So much for diversity and free speech on our campuses.
While I do not attend Harvard, I do attend the Univ. of Minnesota. I try to keep a copy of every paper issued near the toilet, in case I run out of TP.
"Michael A. Gould-Wartofsky ’07"
Isn't it a tad presumptious to state when someone is expected to graduate before the fact? Then again, he's got a hyphenated last name, so presumptious is de rigeur, non?
Sorry Monster-- I've got no doubt the guy's a presumptuous jerk, but it's standard practice these days to be classified by your expected graduation date.
Plus the hyphenated name is more likely his parents' fault then his own. I know a lot of quite decent people with hyphens that they never wanted, and names that wouldn't fit on standardized test forms.
My Harvard-themed schadenfreude continues; I will put this incident in my scrapbook next to the Harvard girl who got busted for plagiarizing her crappy chick-lit novel.
ooooh...Micheal Gould-Wartofsky..."we will never forget the role of the FBI in MaCarthyism"...WTF!...You naive... spoiled...little prick!
irt these callow youths, i get the feeling that the rotten apples may not have fallen too far from their family trees. i can only hope they are paying a bundle for the "education" of their fruits.
"stop the unconstitutional repression of the environment"
I know I should find this depressing, but I just can't stop laughing. Have I been on campus around the loons too many years?

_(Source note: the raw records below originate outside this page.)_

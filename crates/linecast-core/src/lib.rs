//! # linecast-core
//!
//! Subscription registry and fan-out engine for the linecast relay.
//!
//! - **Topic** - named group of connections with a fan-out broadcast
//! - **Registry** - owns all topics, creates and deletes them, routes events
//! - **MessageSink** - per-connection write handle used for delivery
//!
//! ## Architecture
//!
//! ```text
//! ┌─────────────┐  Event   ┌─────────────┐          ┌─────────────┐
//! │  Connection │─────────▶│  Registry   │─────────▶│    Topic    │
//! └─────────────┘          └─────────────┘          └─────────────┘
//!        ▲                                                 │
//!        └──────────────── MessageSink::deliver ◀──────────┘
//! ```

pub mod connection;
pub mod registry;
pub mod sink;
pub mod topic;

pub use connection::ConnectionId;
pub use registry::{Registry, RegistryStats};
pub use sink::{ChannelSink, DeliveryError, MessageSink, SharedSink};
pub use topic::{BroadcastReport, Topic};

Am I jaded?
Stamens and pistils rise up against this environmental repression! (well stamens anyway).
The Crimson's a pretty big organization, with much of the campus as an "editor." So the paper having a few crazy radicals is just to say that Harvard has a few crazy radicals. The paper and the college are liberal, to be sure, but not so much as you'd think just by isolating these two students out.
And the '07 doesn't assume he's graduating. Just means he's....a member of the Class of '07. Not exactly a rare college practice.
Why should we be surpised? You people are pitiful. I feel sorry for you when you enter the real world.
"stop the unconstitutional repression of the environment"
That's the line that caught me. It's like, ohmygod, this is...what ? Harvard ?
We's in deep doo doo if the Harvard heckling & commentating types quoted here might be considered the best and the brightest.
"The Best and the Brightest" of course, the title of one of David Halberstam's books. Who was killed this week in the Bay area (CA) when the car he was riding in (after speaking in Berkeley) was broadsided.
Is a little "schadenfeude" totally inappropriate here? Gee, if I had gone back to #5 I wouldn't have had to go my "Webster's New Third International..." for the spelling.
Did you get that spelling from the Official Harvard Dictionary?
1) All that being a "Crimson editor" means is that you've completed the initial "comp" process in which you write articles, learn Crimson style, etc. etc. It does not mean that you have ever actually edited anything for the paper. Many students complete the "comp" and then never darken the door of the paper again, or barely show up. I have no idea if that's the case with these two people, but it's entirely possible. The students who run the Crimson are *executives*. There are a fair number of people who spend their lives at the Crimson who aren't yet executives; these two people may fit that category. But they may also not have seen the inside of the paper's building for years.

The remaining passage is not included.